To do → All lines from the first one in the listing below to the one holding "impl From<actix_web::Error> for", inclusive, are to be copied exactly.

Data to process →
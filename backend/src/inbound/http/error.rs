//! HTTP adapter mapping for domain errors.
//!
//! Purpose: keep the domain error type HTTP-agnostic while allowing Actix
//! handlers to turn domain failures into consistent JSON responses and status
//! codes.

use actix_web::{HttpResponse, ResponseError, http::StatusCode};
use tracing::error;

use crate::domain::{Error, ErrorCode, TRACE_ID_HEADER};

/// Convenient result alias for HTTP handlers.
pub type ApiResult<T> = Result<T, Error>;

/// Message shown to clients in place of any internal failure detail.
pub const INTERNAL_ERROR_MESSAGE: &str = "Internal server error. Please try again later.";

fn status_for(code: ErrorCode) -> StatusCode {
    match code {
        ErrorCode::InvalidRequest | ErrorCode::Duplicate => StatusCode::BAD_REQUEST,
        ErrorCode::NotFound => StatusCode::NOT_FOUND,
        ErrorCode::InternalError => StatusCode::INTERNAL_SERVER_ERROR,
    }
}

fn redact_if_internal(error: &Error) -> Error {
    if matches!(error.code(), ErrorCode::InternalError) {
        error!(message = error.message(), trace_id = ?error.trace_id(), "internal error");
        let mut redacted = Error::internal(INTERNAL_ERROR_MESSAGE);
        if let Some(id) = error.trace_id() {
            redacted = redacted.with_trace_id(id.to_owned());
        }
        redacted
    } else {
        error.clone()
    }
}

impl ResponseError for Error {
    fn status_code(&self) -> StatusCode {
        status_for(self.code())
    }

    fn error_response(&self) -> HttpResponse {
        let mut builder = HttpResponse::build(self.status_code());
        if let Some(id) = self.trace_id() {
            builder.insert_header((TRACE_ID_HEADER, id.to_owned()));
        }

        builder.json(redact_if_internal(self))
    }
}

impl From<actix_web::Error> for Error {
    fn from(err: actix_web::Error) -> Self {
        error!(error = %err, "actix error promoted to domain error");
        Error::internal(INTERNAL_ERROR_MESSAGE)
    }
}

Exercise answer →
filename backend/src/inbound/http/error.rs
//! HTTP adapter mapping for domain errors.
//!
//! Purpose: keep the domain error type HTTP-agnostic while allowing Actix
//! handlers to turn domain failures into consistent JSON responses and status
//! codes.

use actix_web::{HttpResponse, ResponseError, http::StatusCode};
use tracing::error;

use crate::domain::{Error, ErrorCode, TRACE_ID_HEADER};

/// Convenient result alias for HTTP handlers.
pub type ApiResult<T> = Result<T, Error>;

/// Message shown to clients in place of any internal failure detail.
pub const INTERNAL_ERROR_MESSAGE: &str = "Internal server error. Please try again later.";

fn status_for(code: ErrorCode) -> StatusCode {
    match code {
        ErrorCode::InvalidRequest | ErrorCode::Duplicate => StatusCode::BAD_REQUEST,
        ErrorCode::NotFound => StatusCode::NOT_FOUND,
        ErrorCode::InternalError => StatusCode::INTERNAL_SERVER_ERROR,
    }
}

fn redact_if_internal(error: &Error) -> Error {
    if matches!(error.code(), ErrorCode::InternalError) {
        error!(message = error.message(), trace_id = ?error.trace_id(), "internal error");
        let mut redacted = Error::internal(INTERNAL_ERROR_MESSAGE);
        if let Some(id) = error.trace_id() {
            redacted = redacted.with_trace_id(id.to_owned());
        }
        redacted
    } else {
        error.clone()
    }
}

impl ResponseError for Error {
    fn status_code(&self) -> StatusCode {
        status_for(self.code())
    }

    fn error_response(&self) -> HttpResponse {
        let mut builder = HttpResponse::build(self.status_code());
        if let Some(id) = self.trace_id() {
            builder.insert_header((TRACE_ID_HEADER, id.to_owned()));
        }

        builder.json(redact_if_internal(self))
    }
}

impl From<actix_web::Error> for Error {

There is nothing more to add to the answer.